Matinée de travail avec Monsieur Vivi. C’est frénétique et serein, comme toujours. Nous préparons les spectacles des sections Glee et, bien sûr, parlons énormément des élèves. Monsieur Vivi a une passion, une vraie, pour le métier et je ne connais personne doté d’une capacité d’observation des élèves aussi fine que la sienne. Nous évoquons entre autres les classes qui décident, parfois presque arbitrairement, de foutre le dawa dans le cours d’un prof précis.

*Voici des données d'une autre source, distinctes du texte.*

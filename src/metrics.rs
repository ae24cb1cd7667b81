//! Connection control-plane metrics.
//!
//! Process-wide counters exposed through the `metriken` registry, summed
//! across all connections.

use metriken::{metric, Counter};

#[metric(
    name = "h2_mux/streams/submitted",
    description = "Total streams opened via submit_request"
)]
pub static STREAMS_SUBMITTED: Counter = Counter::new();

#[metric(
    name = "h2_mux/streams/closed",
    description = "Total streams whose lifecycle finished"
)]
pub static STREAMS_CLOSED: Counter = Counter::new();

#[metric(
    name = "h2_mux/frames/flushed",
    description = "Frames encoded and handed to the transport"
)]
pub static FRAMES_FLUSHED: Counter = Counter::new();

#[metric(
    name = "h2_mux/frames/dropped",
    description = "Stale or exhausted-stream frames dropped during flush"
)]
pub static FRAMES_DROPPED: Counter = Counter::new();

#[metric(
    name = "h2_mux/bytes/flushed",
    description = "Bytes written to the transport by flush cycles"
)]
pub static BYTES_FLUSHED: Counter = Counter::new();

#[metric(
    name = "h2_mux/goaway/sent",
    description = "GOAWAY frames queued by close()"
)]
pub static GOAWAY_SENT: Counter = Counter::new();
#[cfg(test)]
mod tests {
    use super::*;
    use crate::frame::{
        decode_frame_header, FRAME_GOAWAY, FRAME_HEADERS, FRAME_SETTINGS, FRAME_WINDOW_UPDATE,
    };

    struct MockTransport {
        sent: Vec<Vec<u8>>,
        fail_next: bool,
    }

    impl MockTransport {
        fn new() -> Self {
            Self {
                sent: Vec::new(),
                fail_next: false,
            }
        }
    }

    impl Transport for MockTransport {
        fn recv(&mut self, _buf: &mut [u8]) -> io::Result<usize> {
            Ok(0)
        }

        fn send(&mut self, buf: &[u8]) -> io::Result<()> {
            if self.fail_next {
                self.fail_next = false;
                return Err(io::Error::other("send failed"));
            }
            self.sent.push(buf.to_vec());
            Ok(())
        }
    }

    fn conn() -> H2Connection<MockTransport> {
        H2Connection::new(ConnConfig::default(), MockTransport::new())
    }

    fn get_headers() -> Vec<HeaderField> {
        vec![
            HeaderField::new(b":method", b"GET"),
            HeaderField::new(b":path", b"/"),
            HeaderField::new(b":scheme", b"https"),
            HeaderField::new(b":authority", b"example.com"),
        ]
    }

    /// Split one flushed write into (type, stream_id, payload_len) triples.
    fn parse_wire(mut buf: &[u8]) -> Vec<(u8, u32, u32)> {
        let mut frames = Vec::new();
        while let Some(header) = decode_frame_header(buf) {
            frames.push((header.frame_type, header.stream_id, header.length));
            buf = &buf[FRAME_HEADER_LEN + header.length as usize..];
        }
        assert!(buf.is_empty(), "trailing bytes after last frame");
        frames
    }

    #[test]
    fn handshake_queues_settings_then_window_update() {
        let mut conn = conn();
        conn.queue_handshake().unwrap();

        // Exactly two frames, before any flush.
        assert_eq!(conn.queued_frames(), 2);
        let types: Vec<u8> = conn.queued().map(|f| f.frame_type()).collect();
        assert_eq!(types, vec![FRAME_SETTINGS, FRAME_WINDOW_UPDATE]);

        // Receive window raised optimistically, before the flush.
        assert_eq!(conn.recv_window(), MAX_WINDOW_SIZE);
    }

    #[test]
    fn init_flushes_one_write_with_both_frames() {
        let mut conn = conn();
        conn.init().unwrap();
        assert_eq!(conn.transport_mut().sent.len(), 1);

        let frames = parse_wire(&conn.transport_mut().sent[0].clone());
        assert_eq!(frames.len(), 2);
        assert_eq!(frames[0].0, FRAME_SETTINGS);
        assert_eq!(frames[1].0, FRAME_WINDOW_UPDATE);
        assert_eq!(frames[1].1, 0);
        assert!(!conn.want_write());
    }

    #[test]
    fn init_window_seeded_from_preread_unless_overridden() {
        let transport = MockTransport::new();
        let config = ConnConfig {
            preread_size: 4096,
            ..Default::default()
        };
        let conn = H2Connection::new(config, transport);
        assert_eq!(conn.init_window(), 4096);

        let config = ConnConfig {
            preread_size: 4096,
            init_window: Some(1 << 20),
            ..Default::default()
        };
        let conn = H2Connection::new(config, MockTransport::new());
        assert_eq!(conn.init_window(), 1 << 20);
    }

    #[test]
    fn stream_ids_start_at_three_and_advance_by_two() {
        let mut conn = conn();
        let ids: Vec<u32> = (0..5)
            .map(|_| conn.submit_request(&get_headers(), true, None, 0).unwrap())
            .collect();
        assert_eq!(ids, vec![3, 5, 7, 9, 11]);
        for id in ids {
            assert_eq!(id % 2, 1);
        }
        assert_eq!(conn.next_stream_id(), 13);
    }

    #[test]
    fn fresh_submit_scenario() {
        let mut conn = conn();
        let id = conn.submit_request(&get_headers(), true, None, 0).unwrap();
        assert_eq!(id, 3);
        assert_eq!(conn.total_streams(), 1);
        assert_eq!(conn.idle_streams(), 1);
        assert_eq!(conn.queued_frames(), 1);
        assert_eq!(conn.queued().next().unwrap().frame_type(), FRAME_HEADERS);
    }

    #[test]
    fn empty_headers_rejected() {
        let mut conn = conn();
        assert!(matches!(
            conn.submit_request(&[], true, None, 0),
            Err(Error::EmptyHeaders)
        ));
        assert_eq!(conn.total_streams(), 0);
        assert_eq!(conn.queued_frames(), 0);
    }

    #[test]
    fn stream_overflow_rejected_idempotently() {
        let config = ConnConfig {
            max_concurrent_streams: 2,
            ..Default::default()
        };
        let mut conn = H2Connection::new(config, MockTransport::new());
        conn.submit_request(&get_headers(), true, None, 0).unwrap();
        conn.submit_request(&get_headers(), true, None, 0).unwrap();

        for _ in 0..3 {
            assert!(matches!(
                conn.submit_request(&get_headers(), true, None, 0),
                Err(Error::StreamOverflow(2))
            ));
        }
        // Registry and id allocation untouched by the rejections.
        assert_eq!(conn.total_streams(), 2);
        assert_eq!(conn.next_stream_id(), 7);
        assert_eq!(conn.queued_frames(), 2);
    }

    #[test]
    fn stream_id_exhaustion() {
        let mut conn = conn();
        conn.next_stream_id = MAX_STREAM_ID + 2;
        assert!(matches!(
            conn.submit_request(&get_headers(), true, None, 0),
            Err(Error::StreamIdExhausted)
        ));
    }

    #[test]
    fn submit_after_goaway_rejected() {
        let mut conn = conn();
        conn.close(ErrorCode::NoError, b"").unwrap();
        assert!(matches!(
            conn.submit_request(&get_headers(), true, None, 0),
            Err(Error::GoingAway)
        ));

        let mut conn = self::conn();
        conn.handle_goaway(0, ErrorCode::NoError);
        assert!(matches!(
            conn.submit_request(&get_headers(), true, None, 0),
            Err(Error::GoingAway)
        ));
    }

    #[test]
    fn close_is_idempotent() {
        let mut conn = conn();
        conn.close(ErrorCode::NoError, b"").unwrap();
        assert!(conn.goaway_sent());
        assert_eq!(conn.queued_frames(), 1);

        conn.close(ErrorCode::Cancel, b"again").unwrap();
        assert_eq!(conn.queued_frames(), 1); // no second GOAWAY
    }

    #[test]
    fn goaway_carries_last_stream_id_and_code() {
        let mut conn = conn();
        for _ in 0..3 {
            conn.submit_request(&get_headers(), true, None, 0).unwrap();
        }
        conn.mark_stream_active(7);
        assert_eq!(conn.last_stream_id(), 7);
        conn.flush_queue().unwrap();

        conn.close(ErrorCode::NoError, b"").unwrap();
        match conn.queued().next().unwrap() {
            Frame::GoAway {
                last_stream_id,
                error_code,
                ..
            } => {
                assert_eq!(*last_stream_id, 7);
                assert_eq!(*error_code, ErrorCode::NoError);
            }
            other => panic!("expected GoAway, got {other:?}"),
        };
    }

    #[test]
    fn flush_on_empty_queue_writes_nothing() {
        let mut conn = conn();
        conn.flush_queue().unwrap();
        assert!(conn.transport_mut().sent.is_empty());
    }

    #[test]
    fn want_write_tracks_queue_state() {
        let mut conn = conn();
        assert!(!conn.want_write());

        conn.frame_queue(Frame::settings_ack());
        assert!(conn.want_write());

        conn.flush_queue().unwrap();
        assert!(!conn.want_write());
    }

    #[test]
    fn want_write_false_after_goaway() {
        let mut conn = conn();
        conn.close(ErrorCode::NoError, b"").unwrap();
        // A GOAWAY frame is queued, but shutdown has been initiated.
        assert_eq!(conn.queued_frames(), 1);
        assert!(!conn.want_write());
    }

    #[test]
    fn want_read_transitions() {
        let mut conn = conn();
        // Fresh connection: keep reading until the peer's GOAWAY arrives.
        assert!(conn.want_read());

        conn.handle_goaway(0, ErrorCode::NoError);
        // Peer said goodbye and nothing is active.
        assert!(!conn.want_read());

        let mut conn = self::conn();
        let id = conn.submit_request(&get_headers(), true, None, 0).unwrap();
        conn.mark_stream_active(id);
        conn.handle_goaway(0, ErrorCode::NoError);
        // Stream still exchanging data.
        assert!(conn.want_read());

        conn.mark_stream_closed(id);
        assert!(!conn.want_read());

        let mut conn = self::conn();
        conn.close(ErrorCode::NoError, b"").unwrap();
        assert!(!conn.want_read());
    }

    #[test]
    fn connection_frames_bypass_registry_lookup() {
        let mut conn = conn();
        // Empty registry; every one of these is stream id 0 and must be sent.
        conn.frame_queue(Frame::settings(Settings::default()).unwrap());
        conn.frame_queue(Frame::window_update(0, 1000).unwrap());
        conn.frame_queue(Frame::goaway(0, ErrorCode::NoError, b"").unwrap());
        conn.flush_queue().unwrap();

        let frames = parse_wire(&conn.transport_mut().sent[0].clone());
        let types: Vec<u8> = frames.iter().map(|f| f.0).collect();
        assert_eq!(types, vec![FRAME_SETTINGS, FRAME_WINDOW_UPDATE, FRAME_GOAWAY]);
    }

    #[test]
    fn stale_stream_frames_dropped() {
        let mut conn = conn();
        let id = conn.submit_request(&get_headers(), false, None, 0).unwrap();
        conn.flush_queue().unwrap();

        conn.send_data(id, Bytes::from_static(b"late"), false).unwrap();
        conn.frame_queue(Frame::settings_ack());
        conn.remove_stream(id);
        conn.flush_queue().unwrap();

        // Only the connection-level frame survives.
        let frames = parse_wire(&conn.transport_mut().sent[1].clone());
        assert_eq!(frames.len(), 1);
        assert_eq!(frames[0].0, FRAME_SETTINGS);
    }

    #[test]
    fn data_exhausting_window_still_sent_once() {
        let mut conn = conn();
        let id = conn.submit_request(&get_headers(), false, None, 0).unwrap();
        conn.flush_queue().unwrap();
        conn.stream_mut(id).unwrap().send_window = FlowControl::new(10);

        conn.send_data(id, Bytes::from_static(b"hello"), false).unwrap();
        conn.flush_queue().unwrap();

        // frame_size = 5 + 9 = 14 > 10: window goes negative, stream is
        // exhausted, but this frame was transmitted.
        let frames = parse_wire(&conn.transport_mut().sent[1].clone());
        assert_eq!(frames, vec![(FRAME_DATA, id, 5)]);
        let stream = conn.stream(id).unwrap();
        assert!(stream.exhausted);
        assert_eq!(stream.send_window.window(), -4);
    }

    #[test]
    fn data_on_exhausted_stream_dropped() {
        let mut conn = conn();
        let id = conn.submit_request(&get_headers(), false, None, 0).unwrap();
        conn.flush_queue().unwrap();
        conn.stream_mut(id).unwrap().exhausted = true;

        conn.send_data(id, Bytes::from_static(b"stranded"), false).unwrap();
        conn.flush_queue().unwrap();

        // Write happened but carried nothing: the DATA frame was dropped
        // and the queue is empty, not re-queued.
        assert!(conn.transport_mut().sent[1].is_empty());
        assert_eq!(conn.queued_frames(), 0);
    }

    #[test]
    fn window_update_replenishes_and_unexhausts() {
        let mut conn = conn();
        let id = conn.submit_request(&get_headers(), false, None, 0).unwrap();
        conn.flush_queue().unwrap();

        let stream = conn.stream_mut(id).unwrap();
        stream.send_window = FlowControl::new(-20);
        stream.exhausted = true;

        conn.handle_window_update(id, 100).unwrap();
        let stream = conn.stream(id).unwrap();
        assert!(!stream.exhausted);
        assert_eq!(stream.send_window.window(), 80);
    }

    #[test]
    fn connection_window_update() {
        let mut conn = conn();
        let before = conn.send_window();
        conn.handle_window_update(0, 4096).unwrap();
        assert_eq!(conn.send_window(), before + 4096);

        assert!(matches!(
            conn.handle_window_update(0, 0),
            Err(Error::WindowIncrement)
        ));
    }

    #[test]
    fn settings_delta_applied_to_open_streams() {
        let mut conn = conn();
        let id = conn.submit_request(&get_headers(), false, None, 0).unwrap();
        assert_eq!(conn.stream(id).unwrap().send_window.window(), 65535);

        let remote = Settings {
            initial_window_size: 70000,
            ..Default::default()
        };
        conn.handle_settings(&remote).unwrap();
        assert_eq!(conn.stream(id).unwrap().send_window.window(), 65535 + 4465);

        // ACK queued.
        assert!(conn
            .queued()
            .any(|f| matches!(f, Frame::Settings { ack: true, .. })));
    }

    #[test]
    fn transport_error_propagates_and_queue_is_cleared() {
        let mut conn = conn();
        conn.frame_queue(Frame::settings_ack());
        conn.transport_mut().fail_next = true;

        assert!(matches!(conn.flush_queue(), Err(Error::Io(_))));
        // Drained before the write: nothing left to retry.
        assert_eq!(conn.queued_frames(), 0);

        // Subsequent flushes succeed with fresh frames.
        conn.frame_queue(Frame::settings_ack());
        conn.flush_queue().unwrap();
        assert_eq!(conn.transport_mut().sent.len(), 1);
    }

    #[test]
    fn reset_stream_queues_rst_and_closes() {
        let mut conn = conn();
        let id = conn.submit_request(&get_headers(), false, None, 0).unwrap();
        conn.flush_queue().unwrap();

        conn.reset_stream(id, ErrorCode::Cancel);
        assert_eq!(conn.closed_streams(), 1);
        assert_eq!(conn.stream(id).unwrap().state, StreamState::Closed);

        conn.flush_queue().unwrap();
        let frames = parse_wire(&conn.transport_mut().sent[1].clone());
        assert_eq!(frames[0].0, crate::frame::FRAME_RST_STREAM);
        assert_eq!(frames[0].1, id);
    }

    #[test]
    fn header_submission_failure_does_not_register_stream() {
        let mut conn = conn();
        let huge = vec![HeaderField::new(b"x", &vec![b'v'; DEFAULT_MAX_FRAME_SIZE as usize + 1])];
        assert!(matches!(
            conn.submit_request(&huge, true, None, 0),
            Err(Error::HeaderBlockTooLarge)
        ));
        assert_eq!(conn.total_streams(), 0);
        assert_eq!(conn.queued_frames(), 0);
    }

    #[test]
    fn counters_across_lifecycle() {
        let mut conn = conn();
        let a = conn.submit_request(&get_headers(), true, None, 0).unwrap();
        let b = conn.submit_request(&get_headers(), true, None, 0).unwrap();
        assert_eq!((conn.total_streams(), conn.idle_streams()), (2, 2));

        conn.mark_stream_active(a);
        assert_eq!(conn.idle_streams(), 1);

        conn.mark_stream_closed(a);
        conn.mark_stream_closed(a); // idempotent
        assert_eq!(conn.closed_streams(), 1);

        // Closing an idle stream adjusts both counters.
        conn.mark_stream_closed(b);
        assert_eq!((conn.idle_streams(), conn.closed_streams()), (0, 2));
    }
}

“Ils cherchent à exprimer leur potentiel de révolte, leur opposition, fait Monsieur Vivi, avec, comme toujours, son beau rire un peu étonné. S’ils n’osent pas s’opposer à leurs parents ou se rendent compte que tel ou tel prof n’est pas accessible, de par sa personnalité ou sa place dans un groupe, ils s’en prendront à un autre. Et ce n’est pas une condamnation c’est presque… Tu es presque élu !
Et tu dois être le plus rigoureux. Donner les punitions, appeler les parents. Leur montrer que le monde a un sens, quoi !”
Leur montrer que le monde a un sens. Il n’y a que Monsieur Vivi pour énoncer ce genre de missions sacrées avec autant de pragmatisme et d’humilité.